Exercise requirements ::
Write out the data exactly, every line included.
-- Entries shown follows --
//! # Catalog Resources
//!
//! Products, categories, and colors.

use serde::{Deserialize, Serialize};

use atlas_core::money::Money;
use atlas_core::types::{Category, Color, Product, ProductType};
use atlas_core::validation;

use crate::client::ApiClient;
use crate::error::ApiResult;

// =============================================================================
// Payloads
// =============================================================================

/// Create/update payload for a product. No id: the server assigns it.
#[derive(Debug, Clone, Serialize, Deserialize)]
#[serde(rename_all = "camelCase")]
pub struct ProductInput {
    pub sku: String,
    pub name: String,
    pub description: Option<String>,
    #[serde(rename = "type")]
    pub product_type: ProductType,
    pub category_id: Option<String>,
    pub price: Money,
    pub cost: Money,
    pub uom: String,
    pub reorder_level: i64,
    #[serde(default)]
    pub color_ids: Vec<String>,
    #[serde(rename = "isHaveLid", default)]
    pub has_lid: bool,
    pub supplier_id: Option<String>,
    pub active: bool,
}

impl ProductInput {
    /// Client-side checks before the payload may be sent.
    pub fn validate(&self) -> ApiResult<()> {
        validation::validate_sku(&self.sku)?;
        validation::validate_name(&self.name)?;
        validation::validate_unit_price(self.price)?;
        validation::validate_unit_price(self.cost)?;
        Ok(())
    }
}

/// Create/update payload for a category.
#[derive(Debug, Clone, Serialize, Deserialize)]
#[serde(rename_all = "camelCase")]
pub struct CategoryInput {
    pub name: String,
    pub description: Option<String>,
}

/// Create/update payload for a color.
#[derive(Debug, Clone, Serialize, Deserialize)]
#[serde(rename_all = "camelCase")]
pub struct ColorInput {
    pub name: String,
    pub code: Option<String>,
}

// =============================================================================
// Resources
// =============================================================================

/// `/products` endpoints.
pub struct ProductsApi<'a> {
    client: &'a ApiClient,
}

impl<'a> ProductsApi<'a> {
    pub async fn list(&self) -> ApiResult<Vec<Product>> {
        self.client.get("/products").await
    }

    pub async fn get(&self, id: &str) -> ApiResult<Product> {
        self.client.get(&format!("/products/{}", id)).await
    }

    pub async fn create(&self, input: &ProductInput) -> ApiResult<Product> {
        input.validate()?;
        self.client.post("/products", input).await
    }

    pub async fn update(&self, id: &str, input: &ProductInput) -> ApiResult<Product> {
        input.validate()?;
        self.client.put(&format!("/products/{}", id), input).await
    }

    pub async fn delete(&self, id: &str) -> ApiResult<()> {
        self.client.delete(&format!("/products/{}", id)).await
    }
}

/// `/categories` endpoints.
pub struct CategoriesApi<'a> {
    client: &'a ApiClient,
}

impl<'a> CategoriesApi<'a> {
    pub async fn list(&self) -> ApiResult<Vec<Category>> {
        self.client.get("/categories").await
    }

    pub async fn create(&self, input: &CategoryInput) -> ApiResult<Category> {
        self.client.post("/categories", input).await
    }

    pub async fn update(&self, id: &str, input: &CategoryInput) -> ApiResult<Category> {
        self.client.put(&format!("/categories/{}", id), input).await
    }

    pub async fn delete(&self, id: &str) -> ApiResult<()> {
        self.client.delete(&format!("/categories/{}", id)).await
    }
}

/// `/colors` endpoints.
pub struct ColorsApi<'a> {
    client: &'a ApiClient,
}

impl<'a> ColorsApi<'a> {
    pub async fn list(&self) -> ApiResult<Vec<Color>> {
        self.client.get("/colors").await
    }

    pub async fn create(&self, input: &ColorInput) -> ApiResult<Color> {
        self.client.post("/colors", input).await
    }

    pub async fn update(&self, id: &str, input: &ColorInput) -> ApiResult<Color> {
        self.client.put(&format!("/colors/{}", id), input).await
    }

    pub async fn delete(&self, id: &str) -> ApiResult<()> {
        self.client.delete(&format!("/colors/{}", id)).await
    }
}

impl ApiClient {
    pub fn products(&self) -> ProductsApi<'_> {
        ProductsApi { client: self }
    }

    pub fn categories(&self) -> CategoriesApi<'_> {
        CategoriesApi { client: self }
    }

    pub fn colors(&self) -> ColorsApi<'_> {
        ColorsApi { client: self }
    }
}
-- Entries shown concluded --
Solution to this exercise ::
//! # Catalog Resources
//!
//! Products, categories, and colors.

use serde::{Deserialize, Serialize};

use atlas_core::money::Money;
use atlas_core::types::{Category, Color, Product, ProductType};
use atlas_core::validation;

use crate::client::ApiClient;
use crate::error::ApiResult;

// =============================================================================
// Payloads
// =============================================================================

/// Create/update payload for a product. No id: the server assigns it.
#[derive(Debug, Clone, Serialize, Deserialize)]
#[serde(rename_all = "camelCase")]
pub struct ProductInput {
    pub sku: String,
    pub name: String,
    pub description: Option<String>,
    #[serde(rename = "type")]
    pub product_type: ProductType,
    pub category_id: Option<String>,
    pub price: Money,
    pub cost: Money,
    pub uom: String,
    pub reorder_level: i64,
    #[serde(default)]
    pub color_ids: Vec<String>,
    #[serde(rename = "isHaveLid", default)]
    pub has_lid: bool,
    pub supplier_id: Option<String>,
    pub active: bool,
}

impl ProductInput {
    /// Client-side checks before the payload may be sent.
    pub fn validate(&self) -> ApiResult<()> {
        validation::validate_sku(&self.sku)?;
        validation::validate_name(&self.name)?;
        validation::validate_unit_price(self.price)?;
        validation::validate_unit_price(self.cost)?;
        Ok(())
    }
}

/// Create/update payload for a category.
#[derive(Debug, Clone, Serialize, Deserialize)]
#[serde(rename_all = "camelCase")]
pub struct CategoryInput {
    pub name: String,
    pub description: Option<String>,
}

/// Create/update payload for a color.
#[derive(Debug, Clone, Serialize, Deserialize)]
#[serde(rename_all = "camelCase")]
pub struct ColorInput {
    pub name: String,
    pub code: Option<String>,
}

// =============================================================================
// Resources
// =============================================================================

/// `/products` endpoints.
pub struct ProductsApi<'a> {
    client: &'a ApiClient,
}

impl<'a> ProductsApi<'a> {
    pub async fn list(&self) -> ApiResult<Vec<Product>> {
        self.client.get("/products").await
    }

    pub async fn get(&self, id: &str) -> ApiResult<Product> {
        self.client.get(&format!("/products/{}", id)).await
    }

    pub async fn create(&self, input: &ProductInput) -> ApiResult<Product> {
        input.validate()?;
        self.client.post("/products", input).await
    }

    pub async fn update(&self, id: &str, input: &ProductInput) -> ApiResult<Product> {
        input.validate()?;
        self.client.put(&format!("/products/{}", id), input).await
    }

    pub async fn delete(&self, id: &str) -> ApiResult<()> {
        self.client.delete(&format!("/products/{}", id)).await
    }
}

/// `/categories` endpoints.
pub struct CategoriesApi<'a> {
    client: &'a ApiClient,
}

impl<'a> CategoriesApi<'a> {
    pub async fn list(&self) -> ApiResult<Vec<Category>> {
        self.client.get("/categories").await
    }

    pub async fn create(&self, input: &CategoryInput) -> ApiResult<Category> {
        self.client.post("/categories", input).await
    }

    pub async fn update(&self, id: &str, input: &CategoryInput) -> ApiResult<Category> {
        self.client.put(&format!("/categories/{}", id), input).await
    }

    pub async fn delete(&self, id: &str) -> ApiResult<()> {
        self.client.delete(&format!("/categories/{}", id)).await
    }
}

/// `/colors` endpoints.
pub struct ColorsApi<'a> {
    client: &'a ApiClient,
}

impl<'a> ColorsApi<'a> {
    pub async fn list(&self) -> ApiResult<Vec<Color>> {
        self.client.get("/colors").await
    }

    pub async fn create(&self, input: &ColorInput) -> ApiResult<Color> {
        self.client.post("/colors", input).await
    }

    pub async fn update(&self, id: &str, input: &ColorInput) -> ApiResult<Color> {
        self.client.put(&format!("/colors/{}", id), input).await
    }

    pub async fn delete(&self, id: &str) -> ApiResult<()> {
        self.client.delete(&format!("/colors/{}", id)).await
    }
}

impl ApiClient {
    pub fn products(&self) -> ProductsApi<'_> {
        ProductsApi { client: self }
    }

    pub fn categories(&self) -> CategoriesApi<'_> {
        CategoriesApi { client: self }
    }

    pub fn colors(&self) -> ColorsApi<'_> {
        ColorsApi { client: self }
    }
}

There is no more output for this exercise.